DATA FOR ANALYSIS Start Marker

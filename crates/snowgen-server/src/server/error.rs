//! Error types for the HTTP layer.
//!
//! [`Error`] implements [`IntoResponse`], mapping each case to a status code
//! and a `{"error": "..."}` body:
//!
//! - `Generation`: the hardened generator refused to issue an ID (clock behind
//!   or spin budget exhausted). `503 Service Unavailable`.
//! - `InvalidId`: a path segment was not a decimal 64-bit ID. `400 Bad
//!   Request`.
//! - `Join`: the blocking generation task panicked or was cancelled. `500
//!   Internal Server Error`.

use axum::{
    Json,
    http::StatusCode,
    response::{IntoResponse, Response},
};
use core::num::ParseIntError;
use serde_json::json;

pub type Result<T> = core::result::Result<T, Error>;

#[derive(Debug, thiserror::Error)]
pub enum Error {
    #[error("ID generation unavailable: {0}")]
    Generation(#[from] snowgen::Error),

    #[error("invalid id `{raw}`: {source}")]
    InvalidId {
        raw: String,
        #[source]
        source: ParseIntError,
    },

    #[error("ID generation task failed: {0}")]
    Join(#[from] tokio::task::JoinError),
}

impl Error {
    fn status_code(&self) -> StatusCode {
        match self {
            Self::Generation(_) => StatusCode::SERVICE_UNAVAILABLE,
            Self::InvalidId { .. } => StatusCode::BAD_REQUEST,
            Self::Join(_) => StatusCode::INTERNAL_SERVER_ERROR,
        }
    }
}

impl IntoResponse for Error {
    fn into_response(self) -> Response {
        let status = self.status_code();
        if status.is_server_error() {
            tracing::error!(error = %self, "request failed");
        } else {
            tracing::debug!(error = %self, "rejected request");
        }
        (status, Json(json!({ "error": self.to_string() }))).into_response()
    }
}
use anyhow::{Context, bail};
use clap::Parser;
use core::time::Duration;
use snowgen::validate_worker_id;

/// Runtime configuration for the `snowgen-server` binary.
///
/// All values are parsed from CLI arguments or environment variables (a `.env`
/// file is loaded first), with defaults that match a single-node deployment.
#[derive(Parser, Debug, Clone)]
#[command(
    name = "snowgen-server",
    version,
    about = "An HTTP service handing out Snowflake IDs"
)]
pub struct CliArgs {
    /// Address to listen on.
    ///
    /// Environment variable: `SERVER_ADDR`
    #[arg(long, env = "SERVER_ADDR", default_value_t = String::from("0.0.0.0:8000"))]
    pub server_addr: String,

    /// Worker id to stamp into every ID, in `1..=1023`.
    ///
    /// When unset, the id is derived from the host's first private IPv4
    /// address. Set it when hosts share their last two octets modulo 1024 or
    /// when no private address is available.
    ///
    /// Environment variable: `WORKER_ID`
    #[arg(long, env = "WORKER_ID")]
    pub worker_id: Option<i64>,

    /// Longest time, in milliseconds, a request may spin waiting for the clock
    /// to tick once a millisecond's sequence space is spent.
    ///
    /// Setting this also rejects requests while the clock is behind the last
    /// issued timestamp. Both cases answer `503 Service Unavailable`. When
    /// unset, requests wait for the clock indefinitely.
    ///
    /// Environment variable: `MAX_SPIN_MS`
    #[arg(long, env = "MAX_SPIN_MS")]
    pub max_spin_ms: Option<u64>,

    /// Upper bound on handling a single request, in seconds.
    ///
    /// A request still spinning on a stalled clock past this bound is answered
    /// with `408 Request Timeout`.
    ///
    /// Environment variable: `REQUEST_TIMEOUT_SECS`
    #[arg(long, env = "REQUEST_TIMEOUT_SECS", default_value_t = 10)]
    pub request_timeout_secs: u64,
}

#[derive(Debug, Clone)]
pub struct ServerConfig {
    pub server_addr: String,
    pub worker_id: Option<u16>,
    pub max_spin: Option<Duration>,
    pub request_timeout: Duration,
}

impl TryFrom<CliArgs> for ServerConfig {
    type Error = anyhow::Error;

    fn try_from(args: CliArgs) -> Result<Self, Self::Error> {
        let worker_id = args
            .worker_id
            .map(|id| validate_worker_id(id).map(|id| id as u16))
            .transpose()
            .context("invalid WORKER_ID")?;

        if args.max_spin_ms == Some(0) {
            bail!("MAX_SPIN_MS must be greater than 0");
        }

        if args.request_timeout_secs == 0 {
            bail!("REQUEST_TIMEOUT_SECS must be greater than 0");
        }

        Ok(Self {
            server_addr: args.server_addr,
            worker_id,
            max_spin: args.max_spin_ms.map(Duration::from_millis),
            request_timeout: Duration::from_secs(args.request_timeout_secs),
        })
    }
}
//! Log output for the server.
//!
//! Everything goes through `tracing`. Spans and events are printed to the
//! console by `tracing_subscriber::fmt`, filtered with `RUST_LOG` (default
//! `info`). The core crate's `tracing` feature is enabled, so clock warnings
//! from the generator land here too.
//!
//! ```bash
//! RUST_LOG=snowgen=debug,info cargo run -p snowgen-server
//! ```

use tracing_subscriber::{EnvFilter, layer::SubscriberExt, util::SubscriberInitExt};

pub fn init_telemetry() -> anyhow::Result<()> {
    tracing_subscriber::registry()
        .with(EnvFilter::try_from_default_env().unwrap_or_else(|_| "info".into()))
        .with(
            tracing_subscriber::fmt::layer()
                .with_thread_ids(true)
                .with_line_number(true)
                .with_target(false)
                .with_timer(tracing_subscriber::fmt::time::ChronoLocal::rfc_3339())
                .with_file(true)
                .pretty(),
        )
        .try_init()?;

    Ok(())
}
mod server;

use clap::Parser;
use server::config::{CliArgs, ServerConfig};
use server::routes::{AppState, app};
use server::telemetry::init_telemetry;
use tokio::net::TcpListener;
use tokio::signal;

#[global_allocator]
static GLOBAL: mimalloc::MiMalloc = mimalloc::MiMalloc;

#[tokio::main]
async fn main() -> anyhow::Result<()> {
    // Load from .env
    let _ = dotenvy::dotenv();
    let args = CliArgs::parse();
    let config = ServerConfig::try_from(args)?;

    init_telemetry()?;

    let provider = server::worker_id_provider(&config);
    let generator = server::build_generator(&config, provider.as_ref())?;
    log_startup_info(&config, generator.worker_id());

    let listener = TcpListener::bind(&config.server_addr).await?;
    tracing::info!("Server is listening on http://{}", listener.local_addr()?);

    let router = app(AppState::new(generator), config.request_timeout);
    axum::serve(listener, router)
        .with_graceful_shutdown(shutdown_signal())
        .await?;

    tracing::info!("Service shut down successfully");
    Ok(())
}

fn log_startup_info(config: &ServerConfig, worker_id: u16) {
    if cfg!(debug_assertions) {
        tracing::info!(
            "Starting ID service with worker id {} and full config: {:#?}",
            worker_id,
            config
        );
    } else {
        tracing::info!(
            worker_id,
            hardened = config.max_spin.is_some(),
            "Starting ID service on {}",
            config.server_addr
        );
    }
}

async fn shutdown_signal() {
    #[cfg(unix)]
    let terminate = async {
        match signal::unix::signal(signal::unix::SignalKind::terminate()) {
            Ok(mut stream) => {
                stream.recv().await;
            }
            Err(e) => {
                tracing::error!("failed to install SIGTERM handler: {e}");
                std::future::pending::<()>().await;
            }
        }
    };

    #[cfg(not(unix))]
    let terminate = std::future::pending::<()>();

    let ctrl_c = async {
        if let Err(e) = signal::ctrl_c().await {
            tracing::error!("failed to install Ctrl+C handler: {e}");
            std::future::pending::<()>().await;
        }
    };

    tokio::select! {
        () = ctrl_c => {
            tracing::info!("Received Ctrl+C signal");
        },
        () = terminate => {
            tracing::info!("Received SIGTERM signal");
        },
    }

    tracing::info!("Shutdown signal received, terminating gracefully...");
}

DATA FOR ANALYSIS End Marker

Go through the listing and copy each line exactly.

_ANSWER TO THE EXERCISE:_
filename crates/snowgen-server/src/server/error.rs
//! Error types for the HTTP layer.
//!
//! [`Error`] implements [`IntoResponse`], mapping each case to a status code
//! and a `{"error": "..."}` body:
//!
//! - `Generation`: the hardened generator refused to issue an ID (clock behind
//!   or spin budget exhausted). `503 Service Unavailable`.
//! - `InvalidId`: a path segment was not a decimal 64-bit ID. `400 Bad
//!   Request`.
//! - `Join`: the blocking generation task panicked or was cancelled. `500
//!   Internal Server Error`.

use axum::{
    Json,
    http::StatusCode,
    response::{IntoResponse, Response},
};
use core::num::ParseIntError;
use serde_json::json;

pub type Result<T> = core::result::Result<T, Error>;

#[derive(Debug, thiserror::Error)]
pub enum Error {
    #[error("ID generation unavailable: {0}")]
    Generation(#[from] snowgen::Error),

    #[error("invalid id `{raw}`: {source}")]
    InvalidId {
        raw: String,
        #[source]
        source: ParseIntError,
    },

    #[error("ID generation task failed: {0}")]
    Join(#[from] tokio::task::JoinError),
}

impl Error {
    fn status_code(&self) -> StatusCode {
        match self {
            Self::Generation(_) => StatusCode::SERVICE_UNAVAILABLE,
            Self::InvalidId { .. } => StatusCode::BAD_REQUEST,
            Self::Join(_) => StatusCode::INTERNAL_SERVER_ERROR,
        }
    }
}

impl IntoResponse for Error {
    fn into_response(self) -> Response {
        let status = self.status_code();
        if status.is_server_error() {
            tracing::error!(error = %self, "request failed");
        } else {
            tracing::debug!(error = %self, "rejected request");
        }
        (status, Json(json!({ "error": self.to_string() }))).into_response()
    }
}
use anyhow::{Context, bail};
use clap::Parser;
use core::time::Duration;
use snowgen::validate_worker_id;

/// Runtime configuration for the `snowgen-server` binary.
///
/// All values are parsed from CLI arguments or environment variables (a `.env`
/// file is loaded first), with defaults that match a single-node deployment.
#[derive(Parser, Debug, Clone)]
#[command(
    name = "snowgen-server",
    version,
    about = "An HTTP service handing out Snowflake IDs"
)]
pub struct CliArgs {
    /// Address to listen on.
    ///
    /// Environment variable: `SERVER_ADDR`
    #[arg(long, env = "SERVER_ADDR", default_value_t = String::from("0.0.0.0:8000"))]
    pub server_addr: String,

    /// Worker id to stamp into every ID, in `1..=1023`.
    ///
    /// When unset, the id is derived from the host's first private IPv4
    /// address. Set it when hosts share their last two octets modulo 1024 or
    /// when no private address is available.
    ///
    /// Environment variable: `WORKER_ID`
    #[arg(long, env = "WORKER_ID")]
    pub worker_id: Option<i64>,

    /// Longest time, in milliseconds, a request may spin waiting for the clock
    /// to tick once a millisecond's sequence space is spent.
    ///
    /// Setting this also rejects requests while the clock is behind the last
    /// issued timestamp. Both cases answer `503 Service Unavailable`. When
    /// unset, requests wait for the clock indefinitely.
    ///
    /// Environment variable: `MAX_SPIN_MS`
    #[arg(long, env = "MAX_SPIN_MS")]
    pub max_spin_ms: Option<u64>,

    /// Upper bound on handling a single request, in seconds.
    ///
    /// A request still spinning on a stalled clock past this bound is answered
    /// with `408 Request Timeout`.
    ///
    /// Environment variable: `REQUEST_TIMEOUT_SECS`
    #[arg(long, env = "REQUEST_TIMEOUT_SECS", default_value_t = 10)]
    pub request_timeout_secs: u64,
}

#[derive(Debug, Clone)]
pub struct ServerConfig {
    pub server_addr: String,
    pub worker_id: Option<u16>,
    pub max_spin: Option<Duration>,
    pub request_timeout: Duration,
}

impl TryFrom<CliArgs> for ServerConfig {
    type Error = anyhow::Error;

    fn try_from(args: CliArgs) -> Result<Self, Self::Error> {
        let worker_id = args
            .worker_id
            .map(|id| validate_worker_id(id).map(|id| id as u16))
            .transpose()
            .context("invalid WORKER_ID")?;

        if args.max_spin_ms == Some(0) {
            bail!("MAX_SPIN_MS must be greater than 0");
        }

        if args.request_timeout_secs == 0 {
            bail!("REQUEST_TIMEOUT_SECS must be greater than 0");
        }

        Ok(Self {
            server_addr: args.server_addr,
            worker_id,
            max_spin: args.max_spin_ms.map(Duration::from_millis),
            request_timeout: Duration::from_secs(args.request_timeout_secs),
        })
    }
}
//! Log output for the server.
//!
//! Everything goes through `tracing`. Spans and events are printed to the
//! console by `tracing_subscriber::fmt`, filtered with `RUST_LOG` (default
//! `info`). The core crate's `tracing` feature is enabled, so clock warnings
//! from the generator land here too.
//!
//! ```bash
//! RUST_LOG=snowgen=debug,info cargo run -p snowgen-server
//! ```

use tracing_subscriber::{EnvFilter, layer::SubscriberExt, util::SubscriberInitExt};

pub fn init_telemetry() -> anyhow::Result<()> {
    tracing_subscriber::registry()
        .with(EnvFilter::try_from_default_env().unwrap_or_else(|_| "info".into()))
        .with(
            tracing_subscriber::fmt::layer()
                .with_thread_ids(true)
                .with_line_number(true)
                .with_target(false)
                .with_timer(tracing_subscriber::fmt::time::ChronoLocal::rfc_3339())
                .with_file(true)
                .pretty(),
        )
        .try_init()?;

    Ok(())
}
mod server;

use clap::Parser;
use server::config::{CliArgs, ServerConfig};
use server::routes::{AppState, app};
use server::telemetry::init_telemetry;
use tokio::net::TcpListener;
use tokio::signal;

#[global_allocator]
static GLOBAL: mimalloc::MiMalloc = mimalloc::MiMalloc;

#[tokio::main]
async fn main() -> anyhow::Result<()> {
    // Load from .env
    let _ = dotenvy::dotenv();
    let args = CliArgs::parse();
    let config = ServerConfig::try_from(args)?;

    init_telemetry()?;

    let provider = server::worker_id_provider(&config);
    let generator = server::build_generator(&config, provider.as_ref())?;
    log_startup_info(&config, generator.worker_id());

    let listener = TcpListener::bind(&config.server_addr).await?;
    tracing::info!("Server is listening on http://{}", listener.local_addr()?);

    let router = app(AppState::new(generator), config.request_timeout);
    axum::serve(listener, router)
        .with_graceful_shutdown(shutdown_signal())
        .await?;

    tracing::info!("Service shut down successfully");
    Ok(())
}

fn log_startup_info(config: &ServerConfig, worker_id: u16) {
    if cfg!(debug_assertions) {
        tracing::info!(
            "Starting ID service with worker id {} and full config: {:#?}",
            worker_id,
            config
        );
    } else {
        tracing::info!(
            worker_id,
            hardened = config.max_spin.is_some(),
            "Starting ID service on {}",
            config.server_addr
        );
    }
}

async fn shutdown_signal() {
    #[cfg(unix)]
    let terminate = async {
        match signal::unix::signal(signal::unix::SignalKind::terminate()) {
            Ok(mut stream) => {
                stream.recv().await;
            }
            Err(e) => {
                tracing::error!("failed to install SIGTERM handler: {e}");
                std::future::pending::<()>().await;
            }
        }
    };

    #[cfg(not(unix))]
    let terminate = std::future::pending::<()>();

    let ctrl_c = async {
        if let Err(e) = signal::ctrl_c().await {
            tracing::error!("failed to install Ctrl+C handler: {e}");
            std::future::pending::<()>().await;
        }
    };

    tokio::select! {
        () = ctrl_c => {
            tracing::info!("Received Ctrl+C signal");
        },
        () = terminate => {
            tracing::info!("Received SIGTERM signal");
        },
    }

    tracing::info!("Shutdown signal received, terminating gracefully...");
}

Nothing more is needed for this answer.